Collected data entries:
* * * * * * *
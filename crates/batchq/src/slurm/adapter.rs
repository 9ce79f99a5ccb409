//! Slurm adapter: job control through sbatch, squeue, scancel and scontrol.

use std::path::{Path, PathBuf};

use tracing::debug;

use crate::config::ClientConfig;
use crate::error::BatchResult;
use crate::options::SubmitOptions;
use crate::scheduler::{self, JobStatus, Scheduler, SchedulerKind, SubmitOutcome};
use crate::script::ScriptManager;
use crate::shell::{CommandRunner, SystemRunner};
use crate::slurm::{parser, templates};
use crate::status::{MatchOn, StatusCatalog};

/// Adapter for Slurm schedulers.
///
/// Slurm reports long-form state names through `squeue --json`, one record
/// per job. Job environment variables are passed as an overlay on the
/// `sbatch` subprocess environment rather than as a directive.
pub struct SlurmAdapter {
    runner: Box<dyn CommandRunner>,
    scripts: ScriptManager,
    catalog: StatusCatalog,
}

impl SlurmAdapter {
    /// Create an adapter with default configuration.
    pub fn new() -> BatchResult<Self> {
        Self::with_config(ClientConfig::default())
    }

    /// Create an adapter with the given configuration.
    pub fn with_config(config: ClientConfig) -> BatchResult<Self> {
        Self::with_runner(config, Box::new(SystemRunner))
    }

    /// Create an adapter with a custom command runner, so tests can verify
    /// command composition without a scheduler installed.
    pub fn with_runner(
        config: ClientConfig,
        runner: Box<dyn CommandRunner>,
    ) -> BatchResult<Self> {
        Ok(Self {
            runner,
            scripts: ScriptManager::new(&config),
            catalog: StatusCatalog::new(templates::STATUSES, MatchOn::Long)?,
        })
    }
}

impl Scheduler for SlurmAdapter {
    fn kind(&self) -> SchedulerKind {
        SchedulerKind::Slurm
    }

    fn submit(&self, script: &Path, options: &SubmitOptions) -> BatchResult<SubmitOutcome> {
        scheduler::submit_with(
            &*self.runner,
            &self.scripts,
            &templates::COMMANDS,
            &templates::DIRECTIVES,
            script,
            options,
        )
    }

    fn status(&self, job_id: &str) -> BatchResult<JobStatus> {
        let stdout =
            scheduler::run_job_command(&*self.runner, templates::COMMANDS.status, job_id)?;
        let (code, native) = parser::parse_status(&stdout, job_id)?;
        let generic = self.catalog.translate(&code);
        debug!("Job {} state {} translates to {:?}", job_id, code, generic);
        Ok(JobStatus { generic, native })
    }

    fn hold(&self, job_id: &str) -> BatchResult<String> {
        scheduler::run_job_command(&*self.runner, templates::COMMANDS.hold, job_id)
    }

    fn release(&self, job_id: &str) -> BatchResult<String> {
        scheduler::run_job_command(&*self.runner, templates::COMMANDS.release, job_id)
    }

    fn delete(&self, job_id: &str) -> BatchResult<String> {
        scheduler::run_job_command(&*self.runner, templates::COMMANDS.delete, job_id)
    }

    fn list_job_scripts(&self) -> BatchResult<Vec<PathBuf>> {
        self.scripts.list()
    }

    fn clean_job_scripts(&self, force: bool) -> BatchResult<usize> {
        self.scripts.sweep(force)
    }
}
* * * * * * *
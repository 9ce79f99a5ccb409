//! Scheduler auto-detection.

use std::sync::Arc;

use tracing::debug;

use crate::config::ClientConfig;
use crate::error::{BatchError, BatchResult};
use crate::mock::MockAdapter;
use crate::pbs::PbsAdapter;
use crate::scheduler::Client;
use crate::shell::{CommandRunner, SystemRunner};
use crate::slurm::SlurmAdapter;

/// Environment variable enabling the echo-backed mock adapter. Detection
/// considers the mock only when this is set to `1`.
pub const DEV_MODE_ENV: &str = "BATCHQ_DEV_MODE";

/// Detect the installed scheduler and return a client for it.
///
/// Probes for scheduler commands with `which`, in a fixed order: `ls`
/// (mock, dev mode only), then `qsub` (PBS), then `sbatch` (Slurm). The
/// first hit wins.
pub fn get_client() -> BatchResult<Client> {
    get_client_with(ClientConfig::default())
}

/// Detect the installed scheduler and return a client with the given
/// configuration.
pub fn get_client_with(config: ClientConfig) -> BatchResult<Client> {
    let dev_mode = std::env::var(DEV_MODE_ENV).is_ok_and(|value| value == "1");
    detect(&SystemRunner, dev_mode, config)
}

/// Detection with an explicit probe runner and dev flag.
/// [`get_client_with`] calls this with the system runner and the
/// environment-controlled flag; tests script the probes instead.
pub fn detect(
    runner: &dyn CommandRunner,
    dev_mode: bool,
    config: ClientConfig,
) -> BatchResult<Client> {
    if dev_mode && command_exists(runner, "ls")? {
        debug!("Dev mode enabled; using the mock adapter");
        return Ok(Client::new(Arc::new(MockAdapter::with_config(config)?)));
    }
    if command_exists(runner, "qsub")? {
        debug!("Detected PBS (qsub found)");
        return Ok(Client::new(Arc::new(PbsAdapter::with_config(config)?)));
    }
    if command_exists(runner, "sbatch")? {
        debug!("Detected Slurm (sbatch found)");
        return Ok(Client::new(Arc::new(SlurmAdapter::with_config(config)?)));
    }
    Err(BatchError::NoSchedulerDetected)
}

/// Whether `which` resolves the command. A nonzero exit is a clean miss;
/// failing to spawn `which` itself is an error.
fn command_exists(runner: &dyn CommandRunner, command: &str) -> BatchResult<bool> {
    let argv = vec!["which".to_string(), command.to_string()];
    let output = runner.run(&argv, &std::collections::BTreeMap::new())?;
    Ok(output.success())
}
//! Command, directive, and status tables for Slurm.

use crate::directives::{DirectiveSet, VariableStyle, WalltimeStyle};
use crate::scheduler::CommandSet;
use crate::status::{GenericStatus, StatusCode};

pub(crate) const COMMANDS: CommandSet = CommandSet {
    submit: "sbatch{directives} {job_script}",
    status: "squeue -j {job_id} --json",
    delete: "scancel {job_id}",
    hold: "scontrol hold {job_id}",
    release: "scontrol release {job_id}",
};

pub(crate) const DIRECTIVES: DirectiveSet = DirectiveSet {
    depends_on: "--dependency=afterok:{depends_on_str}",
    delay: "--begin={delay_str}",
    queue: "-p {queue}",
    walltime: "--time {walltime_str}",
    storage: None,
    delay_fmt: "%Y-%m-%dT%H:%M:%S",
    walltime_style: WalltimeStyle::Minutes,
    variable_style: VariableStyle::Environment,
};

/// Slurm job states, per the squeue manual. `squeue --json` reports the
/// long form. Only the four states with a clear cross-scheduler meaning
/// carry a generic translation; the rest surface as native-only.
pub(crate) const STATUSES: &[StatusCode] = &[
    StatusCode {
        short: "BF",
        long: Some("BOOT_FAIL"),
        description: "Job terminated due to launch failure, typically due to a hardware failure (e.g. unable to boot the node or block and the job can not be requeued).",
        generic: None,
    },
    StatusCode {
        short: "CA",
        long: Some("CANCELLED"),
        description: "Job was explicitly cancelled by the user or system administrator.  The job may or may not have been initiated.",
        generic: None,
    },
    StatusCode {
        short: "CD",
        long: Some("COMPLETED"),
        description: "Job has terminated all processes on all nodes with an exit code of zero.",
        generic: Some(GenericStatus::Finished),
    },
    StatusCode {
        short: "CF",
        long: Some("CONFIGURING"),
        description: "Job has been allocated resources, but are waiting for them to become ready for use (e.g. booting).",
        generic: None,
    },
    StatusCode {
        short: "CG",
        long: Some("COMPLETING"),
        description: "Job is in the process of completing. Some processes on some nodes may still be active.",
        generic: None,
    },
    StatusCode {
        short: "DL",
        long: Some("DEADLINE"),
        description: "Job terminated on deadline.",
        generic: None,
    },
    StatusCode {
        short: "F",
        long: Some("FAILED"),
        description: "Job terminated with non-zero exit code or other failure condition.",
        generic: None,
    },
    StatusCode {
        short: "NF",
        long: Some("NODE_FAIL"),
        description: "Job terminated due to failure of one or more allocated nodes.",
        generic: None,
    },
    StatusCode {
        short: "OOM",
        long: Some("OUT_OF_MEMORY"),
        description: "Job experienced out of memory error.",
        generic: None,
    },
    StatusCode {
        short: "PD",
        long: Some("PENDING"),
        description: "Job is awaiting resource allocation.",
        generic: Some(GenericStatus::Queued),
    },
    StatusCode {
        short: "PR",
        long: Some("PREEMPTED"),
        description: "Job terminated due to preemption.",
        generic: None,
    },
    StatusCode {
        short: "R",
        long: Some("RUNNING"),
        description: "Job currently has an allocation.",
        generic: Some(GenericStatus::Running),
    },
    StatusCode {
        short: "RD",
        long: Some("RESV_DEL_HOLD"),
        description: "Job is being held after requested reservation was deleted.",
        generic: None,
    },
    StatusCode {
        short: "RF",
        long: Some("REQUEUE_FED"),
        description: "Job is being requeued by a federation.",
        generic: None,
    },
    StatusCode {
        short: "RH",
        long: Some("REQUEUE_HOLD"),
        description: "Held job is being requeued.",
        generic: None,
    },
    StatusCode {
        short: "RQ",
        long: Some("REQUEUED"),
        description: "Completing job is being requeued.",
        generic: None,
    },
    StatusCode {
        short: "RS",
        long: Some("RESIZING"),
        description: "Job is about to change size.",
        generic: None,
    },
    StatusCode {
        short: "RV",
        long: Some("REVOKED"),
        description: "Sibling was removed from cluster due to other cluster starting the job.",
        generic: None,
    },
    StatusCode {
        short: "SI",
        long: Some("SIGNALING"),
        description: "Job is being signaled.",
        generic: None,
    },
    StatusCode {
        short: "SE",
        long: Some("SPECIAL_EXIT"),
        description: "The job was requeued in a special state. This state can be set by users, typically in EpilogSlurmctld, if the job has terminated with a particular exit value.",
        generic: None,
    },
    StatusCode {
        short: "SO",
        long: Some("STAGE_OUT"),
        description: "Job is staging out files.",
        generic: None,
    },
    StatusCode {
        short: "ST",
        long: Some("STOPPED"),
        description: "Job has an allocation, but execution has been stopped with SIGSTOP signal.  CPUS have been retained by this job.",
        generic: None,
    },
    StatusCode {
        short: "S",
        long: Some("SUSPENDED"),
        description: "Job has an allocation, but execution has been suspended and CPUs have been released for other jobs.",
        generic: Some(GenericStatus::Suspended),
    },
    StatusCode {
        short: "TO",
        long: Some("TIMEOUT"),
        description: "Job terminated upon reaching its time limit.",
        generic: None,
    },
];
* * * * * * *
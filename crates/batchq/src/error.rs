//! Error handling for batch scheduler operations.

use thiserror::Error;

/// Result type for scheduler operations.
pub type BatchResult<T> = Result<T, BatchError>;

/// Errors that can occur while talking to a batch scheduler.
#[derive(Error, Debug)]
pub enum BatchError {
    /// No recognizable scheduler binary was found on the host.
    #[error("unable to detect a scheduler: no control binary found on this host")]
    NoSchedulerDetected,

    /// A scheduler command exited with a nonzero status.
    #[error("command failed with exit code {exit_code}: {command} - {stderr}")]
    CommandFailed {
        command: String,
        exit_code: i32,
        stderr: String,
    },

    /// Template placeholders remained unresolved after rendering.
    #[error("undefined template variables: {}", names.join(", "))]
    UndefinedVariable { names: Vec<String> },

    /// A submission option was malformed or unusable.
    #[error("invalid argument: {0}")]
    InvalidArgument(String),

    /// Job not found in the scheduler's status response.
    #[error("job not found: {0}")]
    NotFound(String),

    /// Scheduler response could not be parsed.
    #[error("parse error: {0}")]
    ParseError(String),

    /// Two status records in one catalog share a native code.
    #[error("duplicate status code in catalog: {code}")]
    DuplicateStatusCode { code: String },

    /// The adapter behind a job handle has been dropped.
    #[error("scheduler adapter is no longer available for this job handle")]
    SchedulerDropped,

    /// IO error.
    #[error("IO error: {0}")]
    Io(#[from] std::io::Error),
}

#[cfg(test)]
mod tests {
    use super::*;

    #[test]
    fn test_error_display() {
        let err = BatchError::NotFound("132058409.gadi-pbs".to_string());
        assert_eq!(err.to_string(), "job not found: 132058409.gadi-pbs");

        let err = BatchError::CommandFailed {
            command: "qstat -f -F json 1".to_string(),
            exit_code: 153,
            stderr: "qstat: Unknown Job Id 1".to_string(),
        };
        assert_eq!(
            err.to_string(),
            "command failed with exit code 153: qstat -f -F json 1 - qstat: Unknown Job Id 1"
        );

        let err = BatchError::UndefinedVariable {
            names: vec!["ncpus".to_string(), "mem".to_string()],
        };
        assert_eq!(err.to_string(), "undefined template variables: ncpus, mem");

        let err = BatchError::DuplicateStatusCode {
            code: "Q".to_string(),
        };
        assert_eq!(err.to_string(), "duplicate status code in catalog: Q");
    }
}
* * * * * * *
Problem:
Check all the records above and select each line where the string "SchedulerKind" is found.

Exercise solution:
use crate::scheduler::{self, JobStatus, Scheduler, SchedulerKind, SubmitOutcome};
    fn kind(&self) -> SchedulerKind {
        SchedulerKind::Slurm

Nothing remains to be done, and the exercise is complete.